[Stored data entries]

________

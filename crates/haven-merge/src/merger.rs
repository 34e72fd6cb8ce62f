//! The merge engine: a single recursive walk in three phases.
//!
//! Phase order matters. The structural walk may re-create a node whose
//! tombstone exists on the other side; deletion reconciliation then
//! decides whether the re-creation is current or must be undone; the
//! metadata merge runs last against the settled tree.
//!
//! # Invariants
//!
//! - The source database is never written.
//! - Every mutation of the target is reported as a [`Change`].
//! - Reparenting and erasure never disturb recorded `TimeInfo`; the
//!   engine suspends auto-updates around each mutation.

use std::cmp::Ordering;

use tracing::debug;
use uuid::Uuid;

use haven_model::{clock, Database, Entry, Group, MergeMode};

use crate::change::{Change, ChangeList, ChangeType};
use crate::error::{MergeError, MergeResult};
use crate::history::merge_entry_histories;

/// The source/target group pair one recursion step operates on.
#[derive(Clone, Copy, Debug)]
pub(crate) struct MergeContext {
    pub(crate) source_group: Uuid,
    pub(crate) target_group: Uuid,
}

/// Reconciles a source database into a target database.
///
/// One merger runs one merge; the target must not be mutated by anyone
/// else for the duration. Construct with [`new`](Merger::new) for a
/// whole-database merge or [`between_groups`](Merger::between_groups)
/// for a subtree merge.
pub struct Merger<'a> {
    pub(crate) source: &'a Database,
    pub(crate) target: &'a mut Database,
    source_start: Uuid,
    target_start: Uuid,
    forced_mode: MergeMode,
}

impl<'a> Merger<'a> {
    /// Merge the source's whole tree into the target's.
    pub fn new(source: &'a Database, target: &'a mut Database) -> Self {
        let source_start = source.root_uuid();
        let target_start = target.root_uuid();
        Self {
            source,
            target,
            source_start,
            target_start,
            forced_mode: MergeMode::Default,
        }
    }

    /// Merge one source subtree into one target subtree. Deletion
    /// reconciliation and metadata still apply database-wide.
    pub fn between_groups(
        source: &'a Database,
        source_group: Uuid,
        target: &'a mut Database,
        target_group: Uuid,
    ) -> MergeResult<Self> {
        if !source.contains_group(source_group) {
            return Err(MergeError::UnknownGroup(source_group));
        }
        if !target.contains_group(target_group) {
            return Err(MergeError::UnknownGroup(target_group));
        }
        Ok(Self {
            source,
            target,
            source_start: source_group,
            target_start: target_group,
            forced_mode: MergeMode::Default,
        })
    }

    /// Override every group's own merge-mode preference.
    pub fn set_forced_merge_mode(&mut self, mode: MergeMode) {
        self.forced_mode = mode;
    }

    pub fn reset_forced_merge_mode(&mut self) {
        self.forced_mode = MergeMode::Default;
    }

    /// Run the merge and return the ordered list of changes applied to
    /// the target.
    pub fn merge(&mut self) -> MergeResult<ChangeList> {
        // Structural merge can re-create nodes that deletion
        // reconciliation removes again, so the order is fixed.
        let root_context = MergeContext {
            source_group: self.source_start,
            target_group: self.target_start,
        };
        let mut changes = ChangeList::new();
        changes.extend(self.merge_group(root_context)?);
        changes.extend(self.merge_deletions(root_context)?);
        changes.extend(self.merge_metadata());

        if !changes.is_empty() {
            self.target.mark_modified();
        }
        Ok(changes)
    }

    pub(crate) fn effective_mode(&self, context: MergeContext) -> MergeMode {
        match self.forced_mode {
            MergeMode::Default => self.target.resolved_merge_mode(context.target_group),
            mode => mode,
        }
    }

    // ---------------------------------------------------------------
    // Structural merge
    // ---------------------------------------------------------------

    fn merge_group(&mut self, context: MergeContext) -> MergeResult<ChangeList> {
        let mut changes = ChangeList::new();
        let source = self.source;

        for uuid in source.entries_in(context.source_group).to_vec() {
            let Some(source_entry) = source.entry(uuid) else {
                continue;
            };
            if let Some(target_entry) = self.target.entry(uuid) {
                let relocated = target_entry.times().location_changed
                    < source_entry.times().location_changed;
                if relocated && target_entry.parent() != Some(context.target_group) {
                    changes.push(Change::for_entry(
                        ChangeType::Moved,
                        source,
                        source_entry,
                        "Relocating",
                    ));
                    self.move_entry(uuid, context.target_group)?;
                }
                changes.extend(self.resolve_entry_conflict(context, uuid)?);
            } else {
                // The entry does not exist anywhere in the target.
                changes.push(Change::for_entry(
                    ChangeType::Added,
                    source,
                    source_entry,
                    "Creating missing",
                ));
                self.adopt_entry(source_entry.clone(), context.target_group)?;
            }
        }

        for uuid in source.groups_in(context.source_group).to_vec() {
            let Some(source_child) = source.group(uuid) else {
                continue;
            };
            if let Some(target_child) = self.target.group(uuid) {
                let relocated = target_child.times().location_changed
                    < source_child.times().location_changed;
                if relocated && target_child.parent() != Some(context.target_group) {
                    changes.push(Change::for_group(
                        ChangeType::Moved,
                        source,
                        source_child,
                        "Relocating",
                    ));
                    self.move_group(uuid, context.target_group)?;
                    self.copy_location_stamp(uuid, source_child.times().location_changed);
                }
                changes.extend(self.resolve_group_conflict(uuid));
            } else {
                changes.push(Change::for_group(
                    ChangeType::Added,
                    source,
                    source_child,
                    "Creating missing",
                ));
                // Children and entries are discovered by the recursion.
                self.adopt_group(source_child.clone_shell(), context.target_group)?;
                self.copy_location_stamp(uuid, source_child.times().location_changed);
            }

            let subcontext = MergeContext {
                source_group: uuid,
                target_group: uuid,
            };
            changes.extend(self.merge_group(subcontext)?);
        }
        Ok(changes)
    }

    // ---------------------------------------------------------------
    // Conflict resolution
    // ---------------------------------------------------------------

    fn resolve_entry_conflict(
        &mut self,
        context: MergeContext,
        uuid: Uuid,
    ) -> MergeResult<ChangeList> {
        let mode = self.effective_mode(context);
        let max_items = self.target.metadata().history_max_items();
        let source = self.source;
        let mut changes = ChangeList::new();
        let (Some(source_entry), Some(target_entry)) = (source.entry(uuid), self.target.entry(uuid))
        else {
            return Ok(changes);
        };

        let comparison = clock::cmp_serialized(
            target_entry.times().last_modification_time,
            source_entry.times().last_modification_time,
        );
        if comparison == Ordering::Less {
            // The source's current version wins; the old target version
            // survives inside the rewritten history of the replacement.
            debug!(
                title = %target_entry.title(),
                uuid = %uuid,
                "adopting newer source version"
            );
            changes.push(Change::for_entry(
                ChangeType::Modified,
                self.target,
                target_entry,
                "Synchronizing from newer source",
            ));
            let parent = target_entry.parent().unwrap_or(context.target_group);
            let mut replacement = source_entry.clone();
            merge_entry_histories(target_entry, &mut replacement, mode, max_items);
            self.erase_entry(uuid)?;
            self.adopt_entry(replacement, parent)?;
        } else {
            debug!(
                title = %target_entry.title(),
                uuid = %uuid,
                "keeping local version on top"
            );
            let changed = {
                let Some(target_entry) = self.target.entry_mut(uuid) else {
                    return Ok(changes);
                };
                merge_entry_histories(source_entry, target_entry, mode, max_items)
            };
            if changed {
                if let Some(target_entry) = self.target.entry(uuid) {
                    changes.push(Change::for_entry(
                        ChangeType::Modified,
                        self.target,
                        target_entry,
                        "Synchronizing from older source",
                    ));
                }
            }
        }
        Ok(changes)
    }

    fn resolve_group_conflict(&mut self, uuid: Uuid) -> ChangeList {
        let source = self.source;
        let mut changes = ChangeList::new();
        let (Some(source_group), Some(target_group)) = (source.group(uuid), self.target.group(uuid))
        else {
            return changes;
        };

        let time_existing = target_group.times().last_modification_time;
        let time_other = source_group.times().last_modification_time;
        // Only a newer source overwrites the existing properties.
        if time_existing >= time_other {
            return changes;
        }
        changes.push(Change::for_group(
            ChangeType::Modified,
            self.target,
            target_group,
            "Overwriting group properties",
        ));

        let expiry = source_group.times().expiry_time;
        let (name, notes, icon) = (
            source_group.name().to_string(),
            source_group.notes().to_string(),
            source_group.icon(),
        );
        if let Some(target_group) = self.target.group_mut(uuid) {
            target_group.set_name(name);
            target_group.set_notes(notes);
            target_group.set_icon(icon);
            let mut times = *target_group.times();
            times.last_modification_time = time_other;
            times.expiry_time = expiry;
            target_group.set_time_info(times);
        }
        changes
    }

    // ---------------------------------------------------------------
    // Tree mutation helpers
    // ---------------------------------------------------------------

    /// Reparent a target entry without disturbing any recorded
    /// `TimeInfo` on the entry or either group.
    pub(crate) fn move_entry(&mut self, entry: Uuid, new_parent: Uuid) -> MergeResult<()> {
        let old_parent = self.target.entry(entry).and_then(|e| e.parent());
        if old_parent == Some(new_parent) {
            return Ok(());
        }
        let mut participants = vec![entry, new_parent];
        participants.extend(old_parent);
        let mut pause = self.target.pause_timeinfo(&participants);
        pause.db().relocate_entry(entry, new_parent)?;
        Ok(())
    }

    /// Reparent a target group without disturbing any recorded
    /// `TimeInfo` on the group or either parent.
    pub(crate) fn move_group(&mut self, group: Uuid, new_parent: Uuid) -> MergeResult<()> {
        let old_parent = self.target.group(group).and_then(|g| g.parent());
        if old_parent == Some(new_parent) {
            return Ok(());
        }
        let mut participants = vec![group, new_parent];
        participants.extend(old_parent);
        let mut pause = self.target.pause_timeinfo(&participants);
        pause.db().relocate_group(group, new_parent)?;
        Ok(())
    }

    /// Attach a detached entry under a target group, preserving the
    /// entry's recorded `TimeInfo` through the insertion.
    pub(crate) fn adopt_entry(&mut self, mut entry: Entry, parent: Uuid) -> MergeResult<()> {
        let uuid = entry.uuid();
        let prior = entry.can_update_timeinfo();
        entry.set_update_timeinfo(false);
        let mut pause = self.target.pause_timeinfo(&[parent]);
        pause.db().attach_entry(entry, parent)?;
        drop(pause);
        if let Some(adopted) = self.target.entry_mut(uuid) {
            adopted.set_update_timeinfo(prior);
        }
        Ok(())
    }

    /// Attach a detached group shell under a target group, preserving
    /// its recorded `TimeInfo` through the insertion.
    pub(crate) fn adopt_group(&mut self, mut group: Group, parent: Uuid) -> MergeResult<()> {
        let uuid = group.uuid();
        let prior = group.can_update_timeinfo();
        group.set_update_timeinfo(false);
        let mut pause = self.target.pause_timeinfo(&[parent]);
        pause.db().attach_group(group, parent)?;
        drop(pause);
        if let Some(adopted) = self.target.group_mut(uuid) {
            adopted.set_update_timeinfo(prior);
        }
        Ok(())
    }

    /// Remove a target entry without emitting a tombstone and without
    /// touching the parent's `TimeInfo`. The engine writes its own
    /// consolidated tombstone list during deletion reconciliation.
    pub(crate) fn erase_entry(&mut self, entry: Uuid) -> MergeResult<()> {
        let participants: Vec<Uuid> = self
            .target
            .entry(entry)
            .and_then(|e| e.parent())
            .into_iter()
            .collect();
        let mut pause = self.target.pause_timeinfo(&participants);
        pause.db().remove_entry_without_tombstone(entry)?;
        Ok(())
    }

    /// Remove a target group without emitting tombstones and without
    /// touching the parent's `TimeInfo`.
    pub(crate) fn erase_group(&mut self, group: Uuid) -> MergeResult<()> {
        let participants: Vec<Uuid> = self
            .target
            .group(group)
            .and_then(|g| g.parent())
            .into_iter()
            .collect();
        let mut pause = self.target.pause_timeinfo(&participants);
        pause.db().remove_group_without_tombstone(group)?;
        Ok(())
    }

    fn copy_location_stamp(&mut self, group: Uuid, location_changed: chrono::DateTime<chrono::Utc>) {
        if let Some(target_group) = self.target.group_mut(group) {
            let mut times = *target_group.times();
            times.location_changed = location_changed;
            target_group.set_time_info(times);
        }
    }
}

________

#### EXERCISE AIM
What lines of the data contain the string "under"? List them.

#### EXERCISE RESULT
    /// Attach a detached entry under a target group, preserving the
    /// Attach a detached group shell under a target group, preserving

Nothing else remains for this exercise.